# Headlights stuck on.



## crookhaven (Jun 4, 2009)

I cant get my lights to go off with key is in ignition even when its in the off position.

Whats up with that?

Is it a DRL thing ?

Should I just leave it alone.

Why have an off that doesent work?


Tks


----------



## AlaGreyGoat (Jul 6, 2006)

Are you turning your lights off at the light switch, leaving them ON, or is it on Auto?

Larry


----------



## HP11 (Apr 11, 2009)

If I'm understanding what you're asking, it's an 'auto lights' thing. They'll go off when you open the drivers door.


----------



## crookhaven (Jun 4, 2009)

AlaGreyGoat said:


> Are you turning your lights off at the light switch, leaving them ON, or is it on Auto?
> 
> Larry


Off at switch and DRLs still stay on while running.

Is this normal?

Can it be bypassed?



Thanks


----------



## taz4141 (Nov 6, 2006)

pull the key then put it back in the ignition. the radio will work also. when you pull the key the tumbler's will click. this shuts off ever thing, other wise the car still has acc's that will still work. once you pull the key it all rest's it self. weird friggen keys....

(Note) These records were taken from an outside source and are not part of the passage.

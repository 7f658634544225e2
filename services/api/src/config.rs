//! services/api/src/config.rs
//!
//! Defines the application's configuration structure and loading logic.
//!
//! All configuration is loaded from environment variables at startup. The `.env`
//! file is used for local development.

use std::net::SocketAddr;
use std::time::Duration;
use tracing::Level;

/// Google's OpenAI-compatible endpoint for Gemini models.
pub const DEFAULT_LLM_API_BASE: &str = "https://generativelanguage.googleapis.com/v1beta/openai";
pub const DEFAULT_MODEL: &str = "gemini-2.5-flash";

/// A custom error type for configuration loading failures.
#[derive(Debug, thiserror::Error)]
pub enum ConfigError {
    #[error("Missing the environment variable {0}")]
    MissingVar(String),
    #[error("Invalid value for the environment variable {0}: {1}")]
    InvalidValue(String, String),
}

/// Holds all configuration loaded from the environment at startup.
#[derive(Clone, Debug)]
pub struct Config {
    pub bind_address: SocketAddr,
    pub log_level: Level,
    pub cors_origin: String,
    pub gemini_api_key: Option<String>,
    pub llm_api_base: String,
    pub activity_model: String,
    pub suggestion_model: String,
    pub activity_count: usize,
    pub suggestion_debounce: Duration,
}

impl Config {
    /// Loads configuration from environment variables.
    ///
    /// It will look for a `.env` file in the current directory for development,
    /// but this is skipped in test environments to ensure tests are hermetic.
    pub fn from_env() -> Result<Self, ConfigError> {
        // Only load from .env in non-test mode to avoid contamination.
        if !cfg!(test) {
            dotenvy::dotenv().ok();
        }
        Self::from_lookup(|name| std::env::var(name).ok())
    }

    /// Builds the configuration from an arbitrary variable lookup.
    pub fn from_lookup<F>(lookup: F) -> Result<Self, ConfigError>
    where
        F: Fn(&str) -> Option<String>,
    {
        let var_or = |name: &str, default: &str| lookup(name).unwrap_or_else(|| default.to_string());

        // --- Server Settings ---
        let bind_address_str = var_or("BIND_ADDRESS", "0.0.0.0:3000");
        let bind_address = bind_address_str.parse::<SocketAddr>().map_err(|e| {
            ConfigError::InvalidValue("BIND_ADDRESS".to_string(), e.to_string())
        })?;

        let log_level_str = var_or("RUST_LOG", "INFO");
        let log_level = log_level_str.parse::<Level>().map_err(|_| {
            ConfigError::InvalidValue(
                "RUST_LOG".to_string(),
                format!("'{}' is not a valid log level", log_level_str),
            )
        })?;

        let cors_origin = var_or("CORS_ORIGIN", "http://localhost:3000");

        // --- LLM Settings ---
        let gemini_api_key = lookup("GEMINI_API_KEY").filter(|key| !key.trim().is_empty());
        let llm_api_base = var_or("LLM_API_BASE", DEFAULT_LLM_API_BASE);
        let activity_model = var_or("ACTIVITY_MODEL", DEFAULT_MODEL);
        let suggestion_model = var_or("SUGGESTION_MODEL", DEFAULT_MODEL);

        let activity_count_str = var_or("ACTIVITY_COUNT", "15");
        let activity_count = activity_count_str
            .parse::<usize>()
            .ok()
            .filter(|count| *count > 0)
            .ok_or_else(|| {
                ConfigError::InvalidValue(
                    "ACTIVITY_COUNT".to_string(),
                    format!("'{}' is not a positive integer", activity_count_str),
                )
            })?;

        let debounce_str = var_or("SUGGESTION_DEBOUNCE_MS", "500");
        let suggestion_debounce = debounce_str
            .parse::<u64>()
            .map(Duration::from_millis)
            .map_err(|e| ConfigError::InvalidValue("SUGGESTION_DEBOUNCE_MS".to_string(), e.to_string()))?;

        Ok(Self {
            bind_address,
            log_level,
            cors_origin,
            gemini_api_key,
            llm_api_base,
            activity_model,
            suggestion_model,
            activity_count,
            suggestion_debounce,
        })
    }

    /// The API key, which only the server binary insists on.
    pub fn require_api_key(&self) -> Result<&str, ConfigError> {
        self.gemini_api_key
            .as_deref()
            .ok_or_else(|| ConfigError::MissingVar("GEMINI_API_KEY".to_string()))
    }
}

also. the running light will shut off after you pull the key. once you put the key back in the radio will work.

ether way just pull the key out and back in.. you'll hear what im saying when you do...


----------



## AlaGreyGoat (Jul 6, 2006)

crookhaven said:


> Off at switch and DRLs still stay on while running.
> 
> Is this normal?
> 
> ...


Yes, this is normal.
To defeat the DRLs , you can pull the DRL relay under the hood. The DRL icon on the dash will still be on.

Larry


----------



## taz4141 (Nov 6, 2006)

HP11 said:


> If I'm understanding what you're asking, it's an 'auto lights' thing. They'll go off when you open the drivers door.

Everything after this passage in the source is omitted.